The type and quantity of data – Are there clustered or pooled tables in scope for extraction? If so, the options available for extraction are limited. Consider the number of records and the width of tables. For example, with S/4 HANA, SAP has been able to remove several tables. However, in some cases, existing tables have become wider (300+ columns).
Frequency of change – Is the data relatively static (e.g., a system configuration table) or changing rapidly (e.g., open items)?
Rate of refresh – How close to real-time does the data need to be to achieve the project’s goals? For example, are there meaningful benefits to the business if data is refreshed every 8 hours as opposed to every 12 hours? Data refresh should be scheduled for times when the system is not being heavily used.
Security permissions and available connection types – Permissions must be granted to connect to and extract data from other systems. The level of access that can be granted to these systems affects the design of a solution and the methods for data extraction.

Connection Types

The methods for extraction considered in this section rely upon two connection types:

Open Database Protocol (ODBC) – The most common and universally used connection type and an industry standard. ODBC can connect to any database management system for which an ODBC driver is installed or available.
Remote Function Call (RFC) – The protocol used to call functions within SAP and the standard interface for communication between SAP Systems.

Extraction Methods and Tools

The following diagram illustrates how the various extraction/replication methods might fall and interact within a Stewardship Tier solution:

SAP RFC & BOA RFC

RFC allows for the extraction of SAP pooled and clustered tables. The RFC extraction method calls an RFC on the SAP application server to run a SQL command. Data is returned in a Binary Large Object (BLOB) in blocks (e.g., 10,000 records) that are then parsed by using SAP RFC, BOA RFC or BODS RFC. The RFC is called again to extract the next block of records (in this example, the next 10,000 records). The process repeats until the entire table has been extracted. Refer to the Knowledge Base Article "SAP RFC Extraction Overview" for more information.

NOTE: If the WHERE clause for a SAP RFC or a BOA RFC is greater than 72 characters, the WHERE clause is broken down into several lines based on the last white space character before the 72-character limit on each line.

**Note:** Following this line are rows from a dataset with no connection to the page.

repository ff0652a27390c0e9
//! Application layer services implementing business logic.
//!
//! This layer orchestrates domain operations by coordinating repository calls
//! and business rules. Services consume repository traits and provide a clean
//! API for HTTP handlers and the admin CLI.
//!
//! # Available Services
//!
//! - [`services::catalog_service::CatalogService`] - Paged, sorted, filtered catalog queries
//! - [`services::cart_service::CartService`] - Per-session cart operations

pub mod services;
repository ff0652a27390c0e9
//! HTTP middleware for request processing and protection.
//!
//! Provides rate limiting and observability middleware.

pub mod rate_limit;
pub mod tracing;
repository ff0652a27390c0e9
//! Query parameters for catalog endpoints.

use serde::Deserialize;
use serde_with::{DisplayFromStr, serde_as};

use crate::domain::catalog_query::BookQuery;

/// Query string of `GET /api/books`.
///
/// Uses `serde_with` to parse page numbers from query strings as integers;
/// anything that is not an unsigned integer is rejected with 400.
#[serde_as]
#[derive(Debug, Default, Deserialize)]
pub struct BooksQueryParams {
    #[serde_as(as = "Option<DisplayFromStr>")]
    #[serde(default)]
    pub page: Option<u32>,

    #[serde_as(as = "Option<DisplayFromStr>")]
    #[serde(default, rename = "pageSize")]
    pub page_size: Option<u32>,

    pub sort: Option<String>,
    pub order: Option<String>,
    pub category: Option<String>,
}

impl BooksQueryParams {
    /// Converts the raw parameters into a [`BookQuery`].
    ///
    /// # Defaults
    ///
    /// - `page`: 1 (0 is treated as 1)
    /// - `pageSize`: 5 (0 is treated as 5), capped at `max_page_size`
    /// - `sort`/`order`: title ascending; unknown values fall back leniently
    pub fn into_query(self, max_page_size: u32) -> BookQuery {
        let page = self.page.unwrap_or(0);
        let page_size = self.page_size.unwrap_or(0).min(max_page_size.max(1));

        BookQuery::new(page, page_size)
            .with_sort(self.sort.as_deref(), self.order.as_deref())
            .with_category(self.category.as_deref())
    }
}
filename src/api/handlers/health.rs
//! Handler for health check endpoint.

use axum::{Json, extract::State, http::StatusCode};

use crate::api::dto::health::{CheckStatus, HealthChecks, HealthResponse};
use crate::state::AppState;

/// Returns service health status with component checks.
///
/// # Endpoint
///
/// `GET /health`
///
/// # Response Codes
///
/// - **200 OK**: All components healthy
/// - **503 Service Unavailable**: One or more components degraded
///
/// # Components Checked
///
/// 1. **Database**: Counts catalog rows
/// 2. **Cart storage**: Backend PING (always ok for the in-memory store)
///
/// # Response
///
/// ```json
/// {
///   "status": "healthy",
///   "version": "0.1.0",
///   "checks": {
///     "database": { "status": "ok", "message": "Connected, 42 books" },
///     "cart_storage": { "status": "ok", "message": "Reachable" }
///   }
/// }
/// ```
pub async fn health_handler(
    State(state): State<AppState>,
) -> Result<Json<HealthResponse>, (StatusCode, Json<HealthResponse>)> {
    let (database, cart_storage) = tokio::join!(check_database(&state), check_cart_storage(&state));

    let all_healthy = database.is_ok() && cart_storage.is_ok();

    let response = HealthResponse {
        status: if all_healthy { "healthy" } else { "degraded" }.to_string(),
        version: env!("CARGO_PKG_VERSION").to_string(),
        checks: HealthChecks {
            database,
            cart_storage,
        },
    };

    if all_healthy {
        Ok(Json(response))
    } else {
        Err((StatusCode::SERVICE_UNAVAILABLE, Json(response)))
    }
}

async fn check_database(state: &AppState) -> CheckStatus {
    match state.catalog_service.count_books(None).await {
        Ok(count) => CheckStatus::ok(format!("Connected, {} books", count)),
        Err(e) => CheckStatus::error(format!("Database error: {}", e)),
    }
}

async fn check_cart_storage(state: &AppState) -> CheckStatus {
    if state.cart_service.storage_healthy().await {
        CheckStatus::ok("Reachable")
    } else {
        CheckStatus::error("Cart storage connection failed")
    }
}
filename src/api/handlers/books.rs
//! Handlers for catalog endpoints.

use axum::{
    Json,
    extract::{Path, Query, State},
};

use crate::api::dto::catalog::BooksQueryParams;
use crate::domain::entities::{Book, BookId};
use crate::error::AppError;
use crate::state::AppState;

/// Returns one page of the catalog.
///
/// # Endpoint
///
/// `GET /api/books`
///
/// # Query Parameters
///
/// - `page` (optional): Page number, 1-based (default: 1)
/// - `pageSize` (optional): Items per page (default: 5, capped at `CATALOG_MAX_PAGE_SIZE`)
/// - `sort` (optional): `title` or `price` (default: `title`)
/// - `order` (optional): `asc` or `desc` (default: `asc`)
/// - `category` (optional): Exact category, compared case-insensitively
///
/// # Response
///
/// A JSON array of books. Pages past the end are empty arrays.
///
/// # Errors
///
/// Returns 400 Bad Request if `page` or `pageSize` is not a number.
pub async fn list_books_handler(
    State(state): State<AppState>,
    Query(params): Query<BooksQueryParams>,
) -> Result<Json<Vec<Book>>, AppError> {
    let query = params.into_query(state.max_page_size);
    let books = state.catalog_service.list_books(query).await?;
    Ok(Json(books))
}

/// `GET /api/books/{id}`
pub async fn get_book_handler(
    State(state): State<AppState>,
    Path(book_id): Path<BookId>,
) -> Result<Json<Book>, AppError> {
    let book = state.catalog_service.get_book(book_id).await?;
    Ok(Json(book))
}

/// `GET /api/categories`
pub async fn categories_handler(
    State(state): State<AppState>,
) -> Result<Json<Vec<String>>, AppError> {
    let categories = state.catalog_service.list_categories().await?;
    Ok(Json(categories))
}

If there is no white spaces, a new WHERE clause line after the 72 characters is created. To troubleshoot, enable debug logging for Collect to see how the WHERE clause was split into several lines.

Assemble

Assemble is a tool within the Stewardship Tier that creates and executes packages to transfer data between systems. The tool uses an ODBC connection with a non individual-specific account with read-only access. Once a connection is established to a source, packages to refresh data are relatively easy to create and process in the Stewardship Tier. Assemble runs multiple threads and is the Syniti preferred extraction method for all but the largest tables. Additional configuration and tuning can be required for the largest tables that are over several million records (refer to the Stewardship Tier Collect Delta Configuration image).

SSIS (SQL Server Integration Services)

SSIS is typically faster than Assemble because a single program is both reading the source and loading the target. Depending on variables like hardware, connections and table width, SISS can achieve extraction speeds of several million records per minute. However, using SSIS to extract too many tables simultaneously can require additional CPUs and memory on the application server. Consequently, SSIS should be used judiciously to extract tables that cannot be efficiently extracted with other methods. The same delta configuration that can be implemented for Assemble can also be for SSIS when needed (refer to the Stewardship Tier Collect Delta Configuration diagram).

Syniti Data Replication

Syniti Data Replication functionality (which is housed in Collect) that uses an ODBC connection to download data in any of three different ways: Refresh, Change Data Capture (or Mirroring) and Synchronization.

In Refresh mode, an entire table is extracted. A one-time full-table refresh is required for any tables that will be set up for change data capture or synchronization. Change data capture mirrors data changes made in a source system to a target system. Synchronization pushes data changes both directions between two systems.

When performing change data capture or synchronization, Syniti Data Replication leverages native change logs within the source to identify the subset of records that have been changed and need to be updated in the target system. If the source system does not contain native or accessible change logs, then Syniti Data Replication uses triggers on the source system to push changes.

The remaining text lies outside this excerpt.